Doctors at a hospital in Berlin, Germany have pulled off a world first by creating MRI images of a lady giving birth, The Local Newspaper reported.

A team of obstetricians, radiologists and engineers at Charité Hospital have spent the last two years creating an “open” MRI scanner that permits a pregnant woman to fit fully into the machine to give birth. Traditional MRI machines appear like long, narrow tunnels.

Researchers hope the new machine will allow them to study in “greater detail” how the baby moves through the birth canal, which should assist them understand why a growing number of women end up needing a caesarean section.

For the first time we can obviously see the mechanics of a vaginal delivery. For years, obstetricians have relied on very crude methods of understanding complications like cephalopelvic disproportion (CPD), which translates when the baby fails to fall into the birth canal and there is a rest in cervical dilatation, which ultimately leads to a C-section.”

“They never fully explain why some women are able to deliver 10-pound babies while others can not deliver 7-pound babies,” Dr. Manny Alvarez said.

Another immediate advantage to this technology is that it could also help better explain shoulder dystocia.

“This is a difficulty that could lead an infant to be significantly damaged at the time of vaginal birth,” Alvarez said. “Shoulder dystocia is when a baby’s head delivers through the vagina, however the shoulders get impacted behind the mother’s pelvic bone and it’s very difficult to guess. I think using this technology will allow us to have a better understanding of this process long-term.”

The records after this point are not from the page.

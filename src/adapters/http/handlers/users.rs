use actix_web::{HttpResponse, web};
use std::sync::Arc;
use validator::Validate;

use crate::adapters::http::{
  dtos::{CreateProfileRequest, UpdateProfileRequest, UserResponse},
  errors::ApiError,
};
use crate::application::users::{
  CreateProfileUseCase, GetProfileUseCase, UpdateProfileUseCase, VerifyEmailUseCase,
  VerifyPhoneUseCase,
};

/// Handler for profile creation
///
/// POST /api/users/profile
/// Body: CreateProfileRequest (JSON)
/// Response: UserResponse (JSON) with status 201
pub async fn create_profile_handler(
  request: web::Json<CreateProfileRequest>,
  use_case: web::Data<Arc<CreateProfileUseCase>>,
) -> Result<HttpResponse, ApiError> {
  request.validate()?;

  let user = use_case.execute(request.into_inner().into()).await?;

  Ok(HttpResponse::Created().json(UserResponse::from(user)))
}

/// Handler for fetching a profile
///
/// GET /api/users/profile/{sub}
pub async fn get_profile_handler(
  path: web::Path<String>,
  use_case: web::Data<Arc<GetProfileUseCase>>,
) -> Result<HttpResponse, ApiError> {
  let user = use_case.execute(&path).await?;

  Ok(HttpResponse::Ok().json(UserResponse::from(user)))
}

/// Handler for partial profile updates
///
/// PATCH /api/users/profile/{sub}
/// Body: UpdateProfileRequest (JSON), any subset of the profile fields
pub async fn update_profile_handler(
  path: web::Path<String>,
  request: web::Json<UpdateProfileRequest>,
  use_case: web::Data<Arc<UpdateProfileUseCase>>,
) -> Result<HttpResponse, ApiError> {
  request.validate()?;

  let user = use_case
    .execute(&path, request.into_inner().into())
    .await?;

  Ok(HttpResponse::Ok().json(UserResponse::from(user)))
}

/// PATCH /api/users/verify-phone/{sub}
pub async fn verify_phone_handler(
  path: web::Path<String>,
  use_case: web::Data<Arc<VerifyPhoneUseCase>>,
) -> Result<HttpResponse, ApiError> {
  let user = use_case.execute(&path).await?;

  Ok(HttpResponse::Ok().json(UserResponse::from(user)))
}

/// PATCH /api/users/verify-email/{sub}
pub async fn verify_email_handler(
  path: web::Path<String>,
  use_case: web::Data<Arc<VerifyEmailUseCase>>,
) -> Result<HttpResponse, ApiError> {
  let user = use_case.execute(&path).await?;

  Ok(HttpResponse::Ok().json(UserResponse::from(user)))
}

#[cfg(test)]
mod tests {
  use actix_web::{App, http::StatusCode, test, web};
  use serde_json::json;
  use std::sync::Arc;

  use crate::adapters::http::dtos::UserResponse;
  use crate::adapters::http::routes::{UserRouteDependencies, configure_user_routes};
  use crate::application::users::*;
  use crate::domain::users::{UserRole, UserService};
  use crate::test_support::InMemoryUserRepository;

  fn dependencies() -> UserRouteDependencies {
    let user_service = Arc::new(UserService::new(Arc::new(
      InMemoryUserRepository::default(),
    )));

    UserRouteDependencies {
      create_profile: Arc::new(CreateProfileUseCase::new(user_service.clone(), "+91")),
      get_profile: Arc::new(GetProfileUseCase::new(user_service.clone())),
      update_profile: Arc::new(UpdateProfileUseCase::new(user_service.clone(), "+91")),
      verify_phone: Arc::new(VerifyPhoneUseCase::new(user_service.clone())),
      verify_email: Arc::new(VerifyEmailUseCase::new(user_service)),
    }
  }

  fn profile_body(sub: &str) -> serde_json::Value {
    json!({
      "cognitoSub": sub,
      "email": "meera@example.com",
      "name": "Meera Iyer",
      "phoneNumber": "9988776655",
      "state": "Tamil Nadu",
      "city": "Chennai",
      "role": "student"
    })
  }

  macro_rules! app {
    () => {
      test::init_service(App::new().service(
        web::scope("/api/users").configure(|cfg| configure_user_routes(cfg, dependencies())),
      ))
      .await
    };
  }

  #[actix_web::test]
  async fn test_create_then_fetch_returns_same_data() {
    let app = app!();

    let req = test::TestRequest::post()
      .uri("/api/users/profile")
      .set_json(profile_body("sub-1"))
      .to_request();
    let resp = test::call_service(&app, req).await;
    assert_eq!(resp.status(), StatusCode::CREATED);
    let created: UserResponse = test::read_body_json(resp).await;

    assert_eq!(created.phone_number, "+919988776655");
    assert_eq!(created.role, UserRole::Student);
    assert!(!created.phone_verified);

    let req = test::TestRequest::get()
      .uri("/api/users/profile/sub-1")
      .to_request();
    let fetched: UserResponse = test::call_and_read_body_json(&app, req).await;

    assert_eq!(fetched.id, created.id);
    assert_eq!(fetched.cognito_sub, "sub-1");
    assert_eq!(fetched.email, created.email);
    assert_eq!(fetched.city, "Chennai");
  }

  #[actix_web::test]
  async fn test_duplicate_create_conflicts() {
    let app = app!();

    for expected in [StatusCode::CREATED, StatusCode::CONFLICT] {
      let req = test::TestRequest::post()
        .uri("/api/users/profile")
        .set_json(profile_body("sub-1"))
        .to_request();
      let resp = test::call_service(&app, req).await;
      assert_eq!(resp.status(), expected);
    }
  }

  #[actix_web::test]
  async fn test_create_with_invalid_fields() {
    let app = app!();

    let mut body = profile_body("sub-1");
    body["email"] = json!("nope");
    let req = test::TestRequest::post()
      .uri("/api/users/profile")
      .set_json(body)
      .to_request();
    let resp = test::call_service(&app, req).await;
    assert_eq!(resp.status(), StatusCode::BAD_REQUEST);

    let mut body = profile_body("sub-1");
    body["role"] = json!("judge");
    let req = test::TestRequest::post()
      .uri("/api/users/profile")
      .set_json(body)
      .to_request();
    let resp = test::call_service(&app, req).await;
    assert_eq!(resp.status(), StatusCode::BAD_REQUEST);
  }

  #[actix_web::test]
  async fn test_update_merges_fields() {
    let app = app!();
    let req = test::TestRequest::post()
      .uri("/api/users/profile")
      .set_json(profile_body("sub-1"))
      .to_request();
    test::call_service(&app, req).await;

    let req = test::TestRequest::patch()
      .uri("/api/users/profile/sub-1")
      .set_json(json!({ "city": "Madurai", "role": "LAWYER" }))
      .to_request();
    let updated: UserResponse = test::call_and_read_body_json(&app, req).await;

    assert_eq!(updated.city, "Madurai");
    assert_eq!(updated.role, UserRole::Lawyer);
    assert_eq!(updated.name, "Meera Iyer");
    assert_eq!(updated.state, "Tamil Nadu");
  }

  #[actix_web::test]
  async fn test_verify_phone_flips_flag() {
    let app = app!();
    let req = test::TestRequest::post()
      .uri("/api/users/profile")
      .set_json(profile_body("sub-1"))
      .to_request();
    test::call_service(&app, req).await;

    let req = test::TestRequest::patch()
      .uri("/api/users/verify-phone/sub-1")
      .to_request();
    let verified: UserResponse = test::call_and_read_body_json(&app, req).await;
    assert!(verified.phone_verified);
    assert!(!verified.email_verified);

    let req = test::TestRequest::patch()
      .uri("/api/users/verify-email/sub-1")
      .to_request();
    let verified: UserResponse = test::call_and_read_body_json(&app, req).await;
    assert!(verified.phone_verified);
    assert!(verified.email_verified);
  }

  #[actix_web::test]
  async fn test_unknown_subject_is_404() {
    let app = app!();

    let requests = [
      test::TestRequest::get().uri("/api/users/profile/ghost"),
      test::TestRequest::patch()
        .uri("/api/users/profile/ghost")
        .set_json(json!({ "city": "Pune" })),
      test::TestRequest::patch().uri("/api/users/verify-phone/ghost"),
      test::TestRequest::patch().uri("/api/users/verify-email/ghost"),
    ];

    for req in requests {
      let resp = test::call_service(&app, req.to_request()).await;
      assert_eq!(resp.status(), StatusCode::NOT_FOUND);
    }
  }

  #[actix_web::test]
  async fn test_malformed_subject_is_404() {
    let app = app!();
    let too_long = "a".repeat(129);

    for sub in ["has%20space", too_long.as_str()] {
      let requests = [
        test::TestRequest::get().uri(&format!("/api/users/profile/{}", sub)),
        test::TestRequest::patch()
          .uri(&format!("/api/users/profile/{}", sub))
          .set_json(json!({ "city": "Pune" })),
        test::TestRequest::patch().uri(&format!("/api/users/verify-phone/{}", sub)),
        test::TestRequest::patch().uri(&format!("/api/users/verify-email/{}", sub)),
      ];

      for req in requests {
        let resp = test::call_service(&app, req.to_request()).await;
        assert_eq!(resp.status(), StatusCode::NOT_FOUND, "{}", sub);
      }
    }
  }
}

Here in the U.S., an predictable 30 percent of pregnant women deliver via caesarean section.

A hospital spokesman said the birth that took place in the new scanner went smoothly, and both the mother and baby are in good physical condition.

MRI (magnetic resonance imaging) uses a magnetic field and radio waves to create complete images of the organs and tissues. Doctors frequently use them to help diagnose conditions such as aneurysms, spinal cord injuries and tumors, as well as back and joint injuries.